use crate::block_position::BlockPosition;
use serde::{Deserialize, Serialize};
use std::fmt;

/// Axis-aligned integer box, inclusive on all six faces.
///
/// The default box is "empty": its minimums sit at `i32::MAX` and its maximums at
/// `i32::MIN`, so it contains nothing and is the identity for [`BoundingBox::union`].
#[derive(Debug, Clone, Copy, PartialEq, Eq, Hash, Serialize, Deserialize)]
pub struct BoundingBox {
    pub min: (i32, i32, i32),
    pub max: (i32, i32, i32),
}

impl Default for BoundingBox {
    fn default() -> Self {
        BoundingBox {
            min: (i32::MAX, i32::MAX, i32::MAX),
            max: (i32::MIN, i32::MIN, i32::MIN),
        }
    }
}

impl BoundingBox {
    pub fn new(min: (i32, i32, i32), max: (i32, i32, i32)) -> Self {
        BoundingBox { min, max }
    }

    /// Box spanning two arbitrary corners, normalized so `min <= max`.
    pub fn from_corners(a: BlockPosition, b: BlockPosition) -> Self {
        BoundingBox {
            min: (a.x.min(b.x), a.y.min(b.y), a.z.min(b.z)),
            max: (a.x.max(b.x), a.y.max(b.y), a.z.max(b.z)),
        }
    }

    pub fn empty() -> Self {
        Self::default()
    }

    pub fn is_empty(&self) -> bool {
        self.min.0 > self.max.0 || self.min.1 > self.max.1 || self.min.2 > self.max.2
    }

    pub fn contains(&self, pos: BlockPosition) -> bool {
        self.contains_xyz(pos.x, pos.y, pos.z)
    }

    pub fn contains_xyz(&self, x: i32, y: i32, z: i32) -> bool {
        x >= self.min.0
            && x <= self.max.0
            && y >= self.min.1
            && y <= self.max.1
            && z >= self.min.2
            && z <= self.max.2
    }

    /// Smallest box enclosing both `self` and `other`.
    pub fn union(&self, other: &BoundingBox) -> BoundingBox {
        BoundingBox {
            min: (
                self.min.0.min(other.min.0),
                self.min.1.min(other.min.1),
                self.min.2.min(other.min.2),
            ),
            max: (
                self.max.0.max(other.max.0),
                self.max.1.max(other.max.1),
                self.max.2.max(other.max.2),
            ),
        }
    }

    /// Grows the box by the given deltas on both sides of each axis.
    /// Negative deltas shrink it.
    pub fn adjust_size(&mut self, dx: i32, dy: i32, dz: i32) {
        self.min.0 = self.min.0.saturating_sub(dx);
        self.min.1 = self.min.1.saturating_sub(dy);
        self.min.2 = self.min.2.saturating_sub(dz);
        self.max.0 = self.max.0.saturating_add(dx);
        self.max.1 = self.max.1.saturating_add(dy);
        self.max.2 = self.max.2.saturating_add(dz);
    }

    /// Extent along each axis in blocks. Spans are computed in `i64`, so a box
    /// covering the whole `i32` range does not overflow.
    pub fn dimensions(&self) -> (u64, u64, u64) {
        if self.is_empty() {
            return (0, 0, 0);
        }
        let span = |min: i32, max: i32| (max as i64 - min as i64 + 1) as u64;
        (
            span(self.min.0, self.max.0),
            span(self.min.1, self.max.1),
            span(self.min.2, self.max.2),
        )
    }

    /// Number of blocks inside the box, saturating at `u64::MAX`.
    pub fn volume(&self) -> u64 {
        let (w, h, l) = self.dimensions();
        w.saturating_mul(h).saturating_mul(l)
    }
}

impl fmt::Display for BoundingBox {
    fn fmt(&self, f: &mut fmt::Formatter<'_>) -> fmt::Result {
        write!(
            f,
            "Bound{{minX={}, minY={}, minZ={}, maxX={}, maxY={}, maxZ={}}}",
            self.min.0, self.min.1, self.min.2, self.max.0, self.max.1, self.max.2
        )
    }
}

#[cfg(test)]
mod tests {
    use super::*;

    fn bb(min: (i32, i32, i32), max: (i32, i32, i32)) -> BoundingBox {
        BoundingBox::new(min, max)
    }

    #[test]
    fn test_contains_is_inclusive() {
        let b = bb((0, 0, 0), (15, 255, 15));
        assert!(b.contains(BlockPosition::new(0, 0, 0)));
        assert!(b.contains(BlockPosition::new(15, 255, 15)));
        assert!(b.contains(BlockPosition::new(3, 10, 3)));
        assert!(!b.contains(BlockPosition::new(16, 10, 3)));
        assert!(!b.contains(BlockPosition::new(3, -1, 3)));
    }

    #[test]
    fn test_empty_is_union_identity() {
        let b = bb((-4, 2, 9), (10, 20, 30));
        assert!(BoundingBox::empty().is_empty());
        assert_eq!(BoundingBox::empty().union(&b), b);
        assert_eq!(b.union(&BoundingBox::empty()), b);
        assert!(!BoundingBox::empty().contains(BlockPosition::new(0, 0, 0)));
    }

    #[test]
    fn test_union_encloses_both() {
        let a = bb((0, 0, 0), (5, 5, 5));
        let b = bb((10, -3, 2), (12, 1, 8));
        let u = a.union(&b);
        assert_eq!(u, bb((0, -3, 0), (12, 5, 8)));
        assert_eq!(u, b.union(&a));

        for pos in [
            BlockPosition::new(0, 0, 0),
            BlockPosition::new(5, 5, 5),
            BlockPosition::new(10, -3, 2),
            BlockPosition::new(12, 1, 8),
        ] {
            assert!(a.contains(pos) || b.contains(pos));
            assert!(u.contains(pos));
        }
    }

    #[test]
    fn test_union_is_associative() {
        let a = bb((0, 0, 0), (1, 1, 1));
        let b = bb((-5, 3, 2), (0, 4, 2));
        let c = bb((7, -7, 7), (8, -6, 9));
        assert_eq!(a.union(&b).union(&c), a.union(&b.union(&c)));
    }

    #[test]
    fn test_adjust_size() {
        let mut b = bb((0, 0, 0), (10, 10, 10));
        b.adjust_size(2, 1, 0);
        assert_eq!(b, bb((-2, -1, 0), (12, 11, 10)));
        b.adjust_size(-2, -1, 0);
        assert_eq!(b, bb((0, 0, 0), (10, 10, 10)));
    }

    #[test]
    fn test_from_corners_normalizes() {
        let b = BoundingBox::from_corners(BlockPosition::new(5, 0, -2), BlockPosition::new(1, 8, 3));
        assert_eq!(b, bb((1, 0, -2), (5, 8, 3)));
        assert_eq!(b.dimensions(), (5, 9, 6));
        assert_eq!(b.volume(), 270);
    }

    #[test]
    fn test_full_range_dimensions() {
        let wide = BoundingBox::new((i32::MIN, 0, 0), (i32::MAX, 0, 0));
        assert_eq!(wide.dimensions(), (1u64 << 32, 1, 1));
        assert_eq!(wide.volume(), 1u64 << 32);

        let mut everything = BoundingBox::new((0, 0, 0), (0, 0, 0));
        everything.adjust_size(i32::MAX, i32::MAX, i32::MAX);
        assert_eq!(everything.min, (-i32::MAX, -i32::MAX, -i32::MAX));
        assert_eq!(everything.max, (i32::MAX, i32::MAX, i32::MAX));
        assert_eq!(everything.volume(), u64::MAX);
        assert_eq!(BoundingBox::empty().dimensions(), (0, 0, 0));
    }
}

Task instructions: Your answer must be a single number: the count of lines above that contain the string "impl".

Task result: 3